Educators Learn How to Teach Innovation via Montclair State 3D Printing Workshop

In August, NJTechWeekly.com visited Jason Frasca and Iain Kerr, professors at Montclair State University (MSU), where they were conducting a 3D printing and innovation workshop for teachers.

The objective of the workshop was to give educators an understanding of how to use 3D printers, how to use digital-design software to effectively engage in 3D printing and design, how to teach those skills in the classroom to young people, and then how to instill creativity and innovation in those approaches.

The workshops are a collaboration between Picatinny Arsenal, a U.S. Army research facility in Rockaway, and the MIX Lab (MSU), with Picatinny Arsenal paying for the educators to attend.

“Picatinny Arsenal supports STEM [science, technology, engineering, math] and STEAM [science, technology, engineering, arts, math] education in New Jersey K-12 school systems by providing 3D printers and support for 3D printing and robotics teams in high schools,” Frasca told us. “They engaged us many years ago to teach the teachers how to use their 3D printers.” The workshops now go beyond just instruction in how to use the printers. Educators learn how to use digital-design software to teach creativity and 21st-century skills in the classroom through the medium of 3D printing and computer-aided design (CAD) software, with the goal of empowering students by giving them autonomy and agency. “The workshop is designed to model autonomy and agency with the teachers, so they can bring this powerful approach to teaching into their classrooms,” Frasca said.

At the beginning of the day, NJTechWeekly.com watched Kerr teach some rudimentary design skills to the teachers, allowing them to use their whole bodies to think big and concentrate on the design they were making, without feeling constrained by expectations. As Frasca explained, bridging the gap between the analog and the digital allows people to ground themselves in what they’re trying to create and design. By teaching some rudimentary drawing skills and allowing the students, or in this case, the educators, to connect the rectangular and circular shapes that are available both in CAD software and in analog space, it builds this “muscle memory that allows teachers to engage in a much deeper level with the software and understand how they can manifest a project and bring that to into a physical space.”

Frasca added that most design software is taught by introducing every single tool for six months, without the students ever making anything. “Our approach is to, within 25 minutes, get everybody actually creating something that they could 3D-print, so that very quickly, with basic tools, they can create a cube which can be manipulated into a sphere. We show how one object can be made into virtually anything they want to make.”

This is one way to instill 20th-century skills in the students these teachers teach. Frasca explained that traditional paths towards innovation involve ideation. However, “We can only ideate what we know, what you’ve already seen and been exposed to, heard or engaged with, right?

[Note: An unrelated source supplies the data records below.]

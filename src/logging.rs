//! Logging utilities wrapping `tracing` initialisation

use crate::config::{LogRotation, LoggingOptions};
use crate::error::{Error, Result};
use std::fs::OpenOptions;
use std::io;
use std::path::Path;
use std::sync::OnceLock;
use tracing::Subscriber;
use tracing_appender::non_blocking::{NonBlocking, NonBlockingBuilder, WorkerGuard};
use tracing_appender::rolling;
use tracing_subscriber::fmt::time::UtcTime;
use tracing_subscriber::layer::{Layered, SubscriberExt};
use tracing_subscriber::registry::LookupSpan;
use tracing_subscriber::util::SubscriberInitExt;
use tracing_subscriber::{EnvFilter, Layer, Registry, fmt};

static FILE_GUARD: OnceLock<WorkerGuard> = OnceLock::new();

type FilteredRegistry = Layered<EnvFilter, Registry>;
type BoxedLayer<S> = Box<dyn Layer<S> + Send + Sync + 'static>;

/// Initialise the global tracing subscriber according to the provided logging options.
///
/// Subsequent calls are ignored to avoid reinitialisation panics.
pub fn init(options: &LoggingOptions) -> Result<()> {
    if tracing::dispatcher::has_been_set() {
        return Ok(());
    }

    let level = std::env::var("QRMARK_LOG_LEVEL").unwrap_or_else(|_| options.level.clone());
    let env_filter = EnvFilter::try_new(level.as_str())
        .map_err(|e| Error::Config(format!("Invalid log level '{level}': {e}")))?;

    let mut layers: Vec<BoxedLayer<FilteredRegistry>> = vec![stdout_layer(options.color)];
    if let Some(file_layer) = file_layer(options)? {
        layers.push(file_layer);
    }

    Registry::default()
        .with(env_filter)
        .with(layers)
        .try_init()
        .map_err(|e| Error::Config(format!("Failed to install tracing subscriber: {e}")))
}

fn file_layer<S>(options: &LoggingOptions) -> Result<Option<BoxedLayer<S>>>
where
    S: Subscriber + for<'span> LookupSpan<'span> + Send + Sync + 'static,
{
    let Some(path) = options.file.as_ref() else {
        return Ok(None);
    };

    let dir = path
        .parent()
        .filter(|p| !p.as_os_str().is_empty())
        .unwrap_or_else(|| Path::new("."));
    std::fs::create_dir_all(dir).map_err(|e| {
        Error::Config(format!(
            "Failed to create log directory {}: {e}",
            dir.display()
        ))
    })?;

    let (writer, guard) = match options.rotation {
        Some(rotation) => {
            let file_name = path.file_name().ok_or_else(|| {
                Error::Config(format!(
                    "Log file path '{}' must include a filename when rotation is enabled",
                    path.display()
                ))
            })?;

            let appender = match rotation {
                LogRotation::Hourly => rolling::hourly(dir, file_name),
                LogRotation::Daily => rolling::daily(dir, file_name),
            };
            non_blocking(appender)
        }
        None => {
            let file = OpenOptions::new()
                .append(true)
                .create(true)
                .open(path)
                .map_err(|e| {
                    Error::Config(format!("Failed to open log file {}: {e}", path.display()))
                })?;
            non_blocking(file)
        }
    };
    // Keeps the background writer thread alive for the process lifetime.
    let _ = FILE_GUARD.set(guard);

    Ok(Some(
        fmt::layer()
            .with_timer(UtcTime::rfc_3339())
            .with_ansi(false)
            .with_writer(writer)
            .with_target(true)
            .with_level(true)
            .boxed(),
    ))
}

fn non_blocking<W: io::Write + Send + 'static>(writer: W) -> (NonBlocking, WorkerGuard) {
    NonBlockingBuilder::default().lossy(false).finish(writer)
}

fn stdout_layer<S>(color: bool) -> BoxedLayer<S>
where
    S: Subscriber + for<'span> LookupSpan<'span> + Send + Sync + 'static,
{
    fmt::layer()
        .with_timer(UtcTime::rfc_3339())
        .with_writer(io::stdout)
        .with_ansi(color)
        .with_target(true)
        .with_level(true)
        .boxed()
}
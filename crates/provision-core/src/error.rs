use thiserror::Error;

/// Errors surfaced by the provisioning workflow.
///
/// Nothing is retried or swallowed locally. A [`ProvisionError::ResourceCreation`]
/// leaves the resources created by earlier steps in place; re-running with the
/// same inputs picks them up again by name.
#[derive(Debug, Error)]
pub enum ProvisionError {
    /// Account or region missing from the provisioning context.
    #[error("precondition failed: {0}")]
    Precondition(String),

    /// Malformed parent identifier or out-of-range queue configuration.
    #[error("validation failed: {0}")]
    Validation(String),

    /// The resource-creation collaborator rejected a key or queue.
    #[error("failed to create {resource}: {message}")]
    ResourceCreation { resource: String, message: String },

    /// The resource exists but its reference could not be published.
    #[error("failed to publish {path}: {message}")]
    Publication { path: String, message: String },

    /// A published reference could not be read back.
    #[error("failed to look up {path}: {message}")]
    Lookup { path: String, message: String },
}

impl ProvisionError {
    pub(crate) fn creation(resource: impl Into<String>, err: anyhow::Error) -> Self {
        Self::ResourceCreation {
            resource: resource.into(),
            message: format!("{err:#}"),
        }
    }

    pub(crate) fn publication(path: impl Into<String>, err: anyhow::Error) -> Self {
        Self::Publication {
            path: path.into(),
            message: format!("{err:#}"),
        }
    }
}

pub type Result<T> = std::result::Result<T, ProvisionError>;
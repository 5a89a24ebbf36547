//! Inputs to a provisioning run.

use std::path::Path;
use std::time::Duration;

use anyhow::Context;
use serde::{Deserialize, Serialize};

use crate::error::{ProvisionError, Result};

/// Retention applied when [`QueueConfig::retention_period`] is unset.
pub const DEFAULT_RETENTION_PERIOD: Duration = Duration::from_secs(4 * 24 * 60 * 60);

/// Visibility timeout of the primary queue when [`QueueConfig::visibility_timeout`] is unset.
pub const DEFAULT_VISIBILITY_TIMEOUT: Duration = Duration::from_secs(30);

const MIN_RETENTION_PERIOD: Duration = Duration::from_secs(60);
const MAX_RETENTION_PERIOD: Duration = Duration::from_secs(14 * 24 * 60 * 60);
const MAX_VISIBILITY_TIMEOUT: Duration = Duration::from_secs(12 * 60 * 60);

/// Where and for whom resources are provisioned.
///
/// Only constructible through [`ProvisioningContext::new`], so an instance
/// always carries a non-empty account, region and environment.
#[derive(Debug, Clone, PartialEq, Eq)]
pub struct ProvisioningContext {
    parent_id: String,
    environment: String,
    account_id: String,
    region: String,
}

impl ProvisioningContext {
    /// # Errors
    ///
    /// [`ProvisionError::Precondition`] when `account_id` or `region` is blank,
    /// [`ProvisionError::Validation`] when `environment` is.
    pub fn new(
        parent_id: impl Into<String>,
        environment: impl Into<String>,
        account_id: impl Into<String>,
        region: impl Into<String>,
    ) -> Result<Self> {
        let environment = environment.into();
        let account_id = account_id.into();
        let region = region.into();

        if account_id.trim().is_empty() || region.trim().is_empty() {
            return Err(ProvisionError::Precondition(
                "account and/or region not set - both are required to provision resources"
                    .to_string(),
            ));
        }
        if environment.trim().is_empty() {
            return Err(ProvisionError::Validation(
                "environment must not be blank, it is part of every published path".to_string(),
            ));
        }

        Ok(Self {
            parent_id: parent_id.into(),
            environment,
            account_id,
            region,
        })
    }

    pub fn parent_id(&self) -> &str {
        &self.parent_id
    }

    pub fn environment(&self) -> &str {
        &self.environment
    }

    pub fn account_id(&self) -> &str {
        &self.account_id
    }

    pub fn region(&self) -> &str {
        &self.region
    }
}

/// Declarative properties of a queue pair.
///
/// Deserializes from the camelCase property object, durations in whole seconds:
///
/// ```json
/// { "isFifo": true, "retentionPeriod": 86400, "isDlq": false }
/// ```
#[derive(Debug, Clone, Default, PartialEq, Eq, Serialize, Deserialize)]
#[serde(rename_all = "camelCase", default)]
pub struct QueueConfig {
    /// Create FIFO queues.
    pub is_fifo: bool,
    /// How long messages are kept. Defaults to 4 days.
    #[serde(with = "seconds")]
    pub retention_period: Option<Duration>,
    /// Processing window of the primary queue. Defaults to 30 seconds.
    #[serde(with = "seconds")]
    pub visibility_timeout: Option<Duration>,
    /// Only create the dead letter queue.
    pub is_dlq: bool,
}

impl QueueConfig {
    /// Reads a property object from a JSON file.
    pub fn from_file(path: &Path) -> anyhow::Result<Self> {
        let raw = std::fs::read_to_string(path)
            .with_context(|| format!("failed to read queue config {}", path.display()))?;
        serde_json::from_str(&raw)
            .with_context(|| format!("failed to parse queue config {}", path.display()))
    }

    pub fn retention_period(&self) -> Duration {
        self.retention_period.unwrap_or(DEFAULT_RETENTION_PERIOD)
    }

    pub fn visibility_timeout(&self) -> Duration {
        self.visibility_timeout.unwrap_or(DEFAULT_VISIBILITY_TIMEOUT)
    }

    /// Checks the effective durations against the SQS limits.
    pub fn validate(&self) -> Result<()> {
        let retention = self.retention_period();
        check_whole_seconds("retention period", retention)?;
        if !(MIN_RETENTION_PERIOD..=MAX_RETENTION_PERIOD).contains(&retention) {
            return Err(ProvisionError::Validation(format!(
                "retention period must be between {}s and {}s, got {}s",
                MIN_RETENTION_PERIOD.as_secs(),
                MAX_RETENTION_PERIOD.as_secs(),
                retention.as_secs()
            )));
        }

        let visibility = self.visibility_timeout();
        check_whole_seconds("visibility timeout", visibility)?;
        if visibility > MAX_VISIBILITY_TIMEOUT {
            return Err(ProvisionError::Validation(format!(
                "visibility timeout must be at most {}s, got {}s",
                MAX_VISIBILITY_TIMEOUT.as_secs(),
                visibility.as_secs()
            )));
        }

        Ok(())
    }
}

fn check_whole_seconds(what: &str, value: Duration) -> Result<()> {
    if value.subsec_nanos() != 0 {
        return Err(ProvisionError::Validation(format!(
            "{what} must be a whole number of seconds, got {value:?}"
        )));
    }
    Ok(())
}

mod seconds {
    use std::time::Duration;

    use serde::{Deserialize, Deserializer, Serializer};

    pub fn serialize<S: Serializer>(
        value: &Option<Duration>,
        serializer: S,
    ) -> Result<S::Ok, S::Error> {
        match value {
            Some(d) => serializer.serialize_some(&d.as_secs()),
            None => serializer.serialize_none(),
        }
    }

    pub fn deserialize<'de, D: Deserializer<'de>>(
        deserializer: D,
    ) -> Result<Option<Duration>, D::Error> {
        Ok(Option::<u64>::deserialize(deserializer)?.map(Duration::from_secs))
    }
}

#[cfg(test)]
mod tests {
    use super::*;

    #[test]
    fn context_requires_account_and_region() {
        assert!(matches!(
            ProvisioningContext::new("dev-Ingest-Orders", "dev", "", "eu-west-1"),
            Err(ProvisionError::Precondition(_))
        ));
        assert!(matches!(
            ProvisioningContext::new("dev-Ingest-Orders", "dev", "123456789012", " "),
            Err(ProvisionError::Precondition(_))
        ));

        let ctx = ProvisioningContext::new("dev-Ingest-Orders", "dev", "123456789012", "eu-west-1")
            .unwrap();
        assert_eq!(ctx.account_id(), "123456789012");
        assert_eq!(ctx.region(), "eu-west-1");
    }

    #[test]
    fn context_rejects_blank_environment() {
        for environment in ["", "  "] {
            assert!(matches!(
                ProvisioningContext::new("Stack-Orders", environment, "123456789012", "eu-west-1"),
                Err(ProvisionError::Validation(_))
            ));
        }
    }

    #[test]
    fn defaults_apply_when_unset() {
        let cfg = QueueConfig::default();
        assert_eq!(cfg.retention_period(), Duration::from_secs(345_600));
        assert_eq!(cfg.visibility_timeout(), Duration::from_secs(30));
        assert!(cfg.validate().is_ok());
    }

    #[test]
    fn parses_property_object() {
        let cfg: QueueConfig = serde_json::from_str(
            r#"{"isFifo": true, "retentionPeriod": 86400, "visibilityTimeout": 120, "isDlq": true}"#,
        )
        .unwrap();

        assert_eq!(
            cfg,
            QueueConfig {
                is_fifo: true,
                retention_period: Some(Duration::from_secs(86_400)),
                visibility_timeout: Some(Duration::from_secs(120)),
                is_dlq: true,
            }
        );
    }

    #[test]
    fn missing_fields_default() {
        let cfg: QueueConfig = serde_json::from_str("{}").unwrap();
        assert_eq!(cfg, QueueConfig::default());
    }

    #[test]
    fn rejects_out_of_range_durations() {
        let cfg = QueueConfig {
            retention_period: Some(Duration::from_secs(30)),
            ..Default::default()
        };
        assert!(matches!(cfg.validate(), Err(ProvisionError::Validation(_))));

        let cfg = QueueConfig {
            visibility_timeout: Some(Duration::from_secs(12 * 60 * 60 + 1)),
            ..Default::default()
        };
        assert!(cfg.validate().is_err());

        let cfg = QueueConfig {
            visibility_timeout: Some(Duration::from_millis(1500)),
            ..Default::default()
        };
        assert!(cfg.validate().is_err());
    }
}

And therefore, we can never ideate anything novel or unique. Novelty requires approaches and tools and frameworks to actually get to some different, innovative place. We demonstrate these frameworks and approaches within the design software, so teachers, and ultimately their students, are simultaneously learning how to design beyond what they can imagine.”

During the afternoon, Kerr emphasized the importance of students learning to find and use tools independently rather than being shown directly. The class discussed the benefits of using tools like “loft” for flexibility and the ability to modify designs. Kerr also highlighted the significance of students understanding design processes and pathways.  Students should be allowed to keep multiple tools and tabs open, so they can easily jump between these tools to be creative. Students should know that “there is not one right way to create a design, but multiple ways.”

One of the exercises during the workshop, designated a “gallery walk,” involved the teachers going around the room to look at each other’s creations. Kerr suggested that teachers implement this with their students, so they can discuss their work and learn about techniques and cool projects from fellow classmates.

The enthusiasm for this workshop was visible, as the teachers in the room quickly learned how to use the tools and how to draw concepts that could turn into objects they hadn’t previously envisaged.